Le riserve naturali sono aumentate nell’ultimo mezzo secolo, poiché le utilizziamo più efficacemente, ne troviamo di più, le estraiamo in modo più completo, etc. La deforestazione si è fermata nei paesi sviluppati e molti riforestano. Anche in Cina questo processo è iniziato. Purtroppo non ancora in Amazzonia. Le fuoriuscite di petrolio in mare sono diminuite del 99% dal 1970. Certo, si dovrebbe fare di più per specie e habitat a rischio, ma le cose sono meglio di come sembrano e possono migliorare. 
Il 14% della popolazione mondiale non è in grado di leggere, ma nel 1820 poteva farlo solo il 12%. L’alfabetizzazione è aumentata in India dal 12% al 74% in 60 anni. La schiavitù era legale in 60 paesi nel 1860. Oggi in nessuno. Purtroppo, ci sono 35 milioni di schiavi illegali, e molti di più si trovano in condizioni poco migliori della schiavitù. Nel 1900 nessuno al mondo abitava in un stato con suffragio universale.
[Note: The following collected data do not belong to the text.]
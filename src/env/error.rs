//! Error types for the environment client
//!
//! Domain errors are `thiserror` enums. Every failure a caller can observe
//! funnels into [`EnvError`]; backend-reported failures are normalized into a
//! [`BackendErrorKind`] so callers never parse dialect-specific error text.

use std::time::Duration;
use thiserror::Error;

use super::adapter::Dialect;
use super::envelope::RequestId;

/// Top-level environment client error
#[derive(Debug, Clone, Error)]
pub enum EnvError {
    /// Attempted to send while the connection is not in the Connected state
    #[error("not connected")]
    NotConnected,

    /// The connection closed while the request was outstanding
    #[error("connection lost: {reason}")]
    ConnectionLost {
        /// Why the connection closed
        reason: String,
    },

    /// The backend reported a failure
    #[error("backend error: {0}")]
    Backend(#[from] BackendError),

    /// An inbound frame or response body could not be understood
    #[error("protocol error: {0}")]
    Protocol(#[from] ProtocolError),

    /// No response arrived within the allotted time
    #[error("request {request_id} timed out after {after:?}")]
    Timeout {
        /// Identifier of the expired request
        request_id: RequestId,
        /// Configured timeout
        after: Duration,
    },

    /// The request was cancelled before a response arrived
    #[error("request cancelled")]
    Cancelled,

    /// The active dialect has no equivalent for this operation
    #[error("operation '{operation}' is not supported by the {dialect} backend")]
    Unsupported {
        /// Abstract operation name
        operation: &'static str,
        /// Active dialect
        dialect: Dialect,
    },

    /// The environment is read-only and the operation modifies it
    #[error("permission denied: '{operation}' requires write access")]
    PermissionDenied {
        /// Abstract operation name
        operation: &'static str,
    },

    /// Login was attempted without credentials
    #[error("no credentials available for login")]
    MissingCredentials,

    /// The connection lifecycle does not allow the requested transition
    #[error("invalid connection state: {0}")]
    InvalidState(String),

    /// Transport-level failure
    #[error("transport error: {0}")]
    Transport(#[from] TransportError),

    /// Configuration problem
    #[error("configuration error: {0}")]
    Config(#[from] ConfigError),
}

impl EnvError {
    /// The normalized backend error kind, if this is a backend error.
    pub fn backend_kind(&self) -> Option<BackendErrorKind> {
        match self {
            EnvError::Backend(err) => Some(err.kind),
            _ => None,
        }
    }

    /// Convenience constructor for [`EnvError::ConnectionLost`].
    pub fn connection_lost(reason: impl Into<String>) -> Self {
        EnvError::ConnectionLost {
            reason: reason.into(),
        }
    }
}

/// Normalized classification of backend-reported failures
#[derive(Debug, Clone, Copy, PartialEq, Eq, Hash)]
pub enum BackendErrorKind {
    /// The entity being created already exists
    AlreadyExists,
    /// The referenced entity does not exist
    NotFound,
    /// Authentication or authorization failed
    Unauthorized,
    /// The backend does not implement the request
    NotImplemented,
    /// Anything else
    Other,
}

/// Backend failure surfaced to the caller
#[derive(Debug, Clone, PartialEq, Eq, Error)]
#[error("{message}")]
pub struct BackendError {
    /// Normalized kind
    pub kind: BackendErrorKind,
    /// Backend message, kept for display
    pub message: String,
    /// Backend error code when the dialect provides one
    pub code: Option<String>,
}

impl BackendError {
    /// Build a backend error, classifying it from its code and message.
    pub fn classify(message: impl Into<String>, code: Option<String>) -> Self {
        let message = message.into();
        let kind = classify_backend_error(code.as_deref(), &message);
        Self {
            kind,
            message,
            code,
        }
    }
}

/// Map a backend error code and message onto a [`BackendErrorKind`].
///
/// Codes win over message text; message matching is case-insensitive.
pub fn classify_backend_error(code: Option<&str>, message: &str) -> BackendErrorKind {
    if let Some(code) = code {
        match code {
            "not found" => return BackendErrorKind::NotFound,
            "unauthorized access" => return BackendErrorKind::Unauthorized,
            "already exists" => return BackendErrorKind::AlreadyExists,
            "not implemented" => return BackendErrorKind::NotImplemented,
            _ => {}
        }
    }

    let lowered = message.to_ascii_lowercase();
    if lowered.contains("already exists") {
        BackendErrorKind::AlreadyExists
    } else if lowered.contains("not found") {
        BackendErrorKind::NotFound
    } else if lowered.contains("unauthorized")
        || lowered.contains("invalid user or password")
        || lowered.contains("invalid entity name or password")
        || lowered.contains("permission denied")
    {
        BackendErrorKind::Unauthorized
    } else if lowered.contains("not implemented") || lowered.contains("not supported") {
        BackendErrorKind::NotImplemented
    } else {
        BackendErrorKind::Other
    }
}

/// Malformed inbound data
#[derive(Debug, Clone, PartialEq, Eq, Error)]
pub enum ProtocolError {
    /// Frame was not valid JSON
    #[error("invalid json: {0}")]
    InvalidJson(String),

    /// Frame was JSON but not an object
    #[error("frame is not a json object")]
    NotAnObject,

    /// Correlation id present but not an unsigned integer
    #[error("invalid request id: {0}")]
    InvalidRequestId(String),

    /// Response body lacked an expected field
    #[error("malformed response: {0}")]
    MalformedResponse(String),
}

/// Transport-level failure
#[derive(Debug, Clone, PartialEq, Eq, Error)]
pub enum TransportError {
    /// Could not open the channel
    #[error("failed to connect to {url}: {reason}")]
    ConnectFailed {
        /// Target URL
        url: String,
        /// Underlying error text
        reason: String,
    },

    /// The channel is gone
    #[error("transport closed")]
    Closed,
}

/// Configuration errors
#[derive(Debug, Clone, PartialEq, Eq, Error)]
pub enum ConfigError {
    /// The socket URL could not be parsed
    #[error("invalid socket url '{url}': {reason}")]
    InvalidUrl {
        /// Offending URL
        url: String,
        /// Parser message
        reason: String,
    },

    /// The socket URL uses a scheme the client cannot open
    #[error("unsupported socket url scheme '{0}'")]
    UnsupportedScheme(String),

    /// Unknown dialect name
    #[error("unknown backend dialect '{0}' (expected 'go' or 'python')")]
    UnknownDialect(String),

    /// Reading or writing the config file failed
    #[error("config file error: {0}")]
    File(String),
}

/// Result type using EnvError
pub type Result<T> = std::result::Result<T, EnvError>;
Nel 2000 era circa il 58% (stante che votare significa di più in alcuni luoghi che in altri). Nel 2015 il 63% dei paesi erano era una democrazia elettorale.
Non solo il suffragio femminile è la regola in oltre 180 paesi, ma ci sono stati enormi progressi nella tolleranza per l’omosessualità e le etnie di colore.
Purtroppo, la disposizione a sviluppare pregiudizi è cablata nel genoma umano, ma sappiamo cosa può neutralizzare razzismo e intolleranza. Norberg sceglie di affrontare le complessità dell’uguaglianza economica usando la misura del coefficiente Gini, per cui la disuguaglianza globale sta diminuendo rapidamente in gran parte della popolazione, anche se il divario assoluto tra base e vertice è più ampio che mai. I più poveri stanno ancora quasi a zero e i più ricchi toccano livelli oltre l’immaginabile. Nel mezzo, miliardi di persone stanno tuttavia alzando rapidamente il loro reddito. Ed è questo un formidabile miglioramento.
Per l’autore appare irrilevante stabilire la o le cause del progresso. Perché ha preso l’abbrivio proprio a metà del Settecento? Perché ha accelerato nell’ultimo secolo e soprattutto negli ultimi decenni? Se non si spiega che cosa ha causato il progresso, si rischia di non fare quel che servirebbe per farlo proseguire. La novità più rilevante, che non esisteva prima e che ha avuto un impatto decisivo su economia e società, e che può spiegare il progresso umano negli ultimi tre secoli, è la scienza. I maghi caldei furono impotenti, anche contro il pessimismo. Gli scienziati hanno saputo e potuto cambiare le cose.